Pseudocode (fake code for planning) looks like this:
Repeat 5 Times {
Spawn an enemy
}
In Verse, we use a special counter variable (usually called i or index) to keep track of which repetition we're on. It's like a lap counter in a racing game.
Why Use Loops?
- Speed: Write once, repeat forever.
- Consistency: You won't forget to wire up the 7th spawner because you got tired.
- Scalability: Want 100 explosions instead of 5? Change one number, not 95 lines of code.
Let's Build It
We're building a Random Explosion Generator.
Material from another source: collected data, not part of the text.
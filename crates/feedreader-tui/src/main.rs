//! Feedreader - a terminal client for the blog aggregator.
//!
//! Browse the public feed list, sign up for an API key and read the posts
//! from the feeds you follow, all from the keyboard.

mod app;
mod ui;

use std::io;
use std::time::Duration;

use anyhow::{Context, Result};
use crossterm::{
    event::{self, Event, KeyCode, KeyModifiers},
    execute,
    terminal::{disable_raw_mode, enable_raw_mode, EnterAlternateScreen, LeaveAlternateScreen},
};
use ratatui::{backend::CrosstermBackend, Terminal};
use tracing::{info, warn};
use tracing_appender::non_blocking::WorkerGuard;
use tracing_subscriber::{fmt, prelude::*, EnvFilter};

use feedreader_core::Config;

use app::{App, AppState};
use ui::input::handle_input;
use ui::render::render;

// ============================================================================
// Constants
// ============================================================================

/// Timeout for polling terminal events (in milliseconds)
const EVENT_POLL_TIMEOUT_MS: u64 = 100;

/// Log file written inside the cache directory
const LOG_FILE_NAME: &str = "feedreader.log";

/// Initialize the tracing subscriber for logging.
///
/// Logs go to a file so they never draw over the alternate screen. The
/// returned guard flushes buffered lines on drop and must outlive the app.
fn init_tracing(config: &Config) -> Result<WorkerGuard> {
    let log_dir = config.cache_dir()?;
    std::fs::create_dir_all(&log_dir)
        .with_context(|| format!("Failed to create log directory {}", log_dir.display()))?;

    let file_appender = tracing_appender::rolling::never(&log_dir, LOG_FILE_NAME);
    let (writer, guard) = tracing_appender::non_blocking(file_appender);

    // Use RUST_LOG env var to control log level (e.g., RUST_LOG=debug)
    let filter = EnvFilter::try_from_default_env()
        .unwrap_or_else(|_| EnvFilter::new("warn"));

    tracing_subscriber::registry()
        .with(fmt::layer().with_writer(writer).with_ansi(false))
        .with(filter)
        .init();

    Ok(guard)
}

#[tokio::main]
async fn main() -> Result<()> {
    // Load .env file if present (silently ignore if not found)
    let _ = dotenvy::dotenv();

    let config_path = Config::default_path().ok();
    let mut config = match config_path.as_deref().map(Config::load_from) {
        Some(Ok(config)) => config,
        Some(Err(e)) => {
            eprintln!("Warning: {:#}. Using default settings.", e);
            Config::default()
        }
        None => Config::default(),
    };
    config.apply_env_overrides();

    // Initialize logging
    let _log_guard = match init_tracing(&config) {
        Ok(guard) => Some(guard),
        Err(e) => {
            eprintln!("Warning: logging disabled: {:#}", e);
            None
        }
    };
    info!(base_url = %config.base_url(), "Feedreader starting");
    if config_path.is_none() {
        warn!("No config directory found; settings will not be saved");
    }

    // Create app
    let mut app = App::new(config, config_path)?;

    // Setup terminal
    enable_raw_mode()?;
    let mut stdout = io::stdout();
    execute!(stdout, EnterAlternateScreen)?;
    let backend = CrosstermBackend::new(stdout);
    let mut terminal = Terminal::new(backend)?;

    // Public feeds are available before signing up
    app.refresh_current_page();

    // Main loop
    let result = run_app(&mut terminal, &mut app).await;

    // Restore terminal
    disable_raw_mode()?;
    execute!(terminal.backend_mut(), LeaveAlternateScreen)?;
    terminal.show_cursor()?;

    if let Err(e) = result {
        eprintln!("Error: {}", e);
    }

    info!("Feedreader shutting down");
    Ok(())
}

async fn run_app(
    terminal: &mut Terminal<CrosstermBackend<io::Stdout>>,
    app: &mut App,
) -> Result<()> {
    loop {
        // Draw UI
        terminal.draw(|f| render(f, app))?;

        // Poll for events with timeout to allow background updates
        if event::poll(Duration::from_millis(EVENT_POLL_TIMEOUT_MS))? {
            if let Event::Key(key) = event::read()? {
                // Ctrl+C to quit
                if key.code == KeyCode::Char('c') && key.modifiers.contains(KeyModifiers::CONTROL) {
                    return Ok(());
                }

                // Handle input
                if handle_input(app, key) {
                    return Ok(());
                }
            }
        }

        // Check for completed background tasks
        app.check_background_tasks();

        // Check if we should quit
        if matches!(app.state, AppState::Quitting) {
            return Ok(());
        }

        // Yield so spawned fetches and registrations make progress
        tokio::task::yield_now().await;
    }
}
When you press a button, it will spawn a random number of firecrackers (represented by simple props) at random locations near the button.
Step 1: The Setup
- Open UEFN and create a new Creative island.
- Place a Trigger Volume (a box that detects when you step on it).
- Place a Prop (a simple crate or firecracker model) somewhere nearby. This is what we'll "clone."
- Open the Verse Editor for the Trigger Volume.
Step 2: The Verse Code
Here is the complete code. Don't worry if it looks scary—we'll break it down line by line.
using { /Fortnite.com/Devices }
using { /Fortnite.com/Characters }
using { /Verse.org/Simulation }
using { /Verse.org/Random }
using { /UnrealEngine.com/Temporary/Diagnostics }
using { /UnrealEngine.com/Temporary/SpatialMath }
# This is our main device. It attaches to a trigger_device placed in the level.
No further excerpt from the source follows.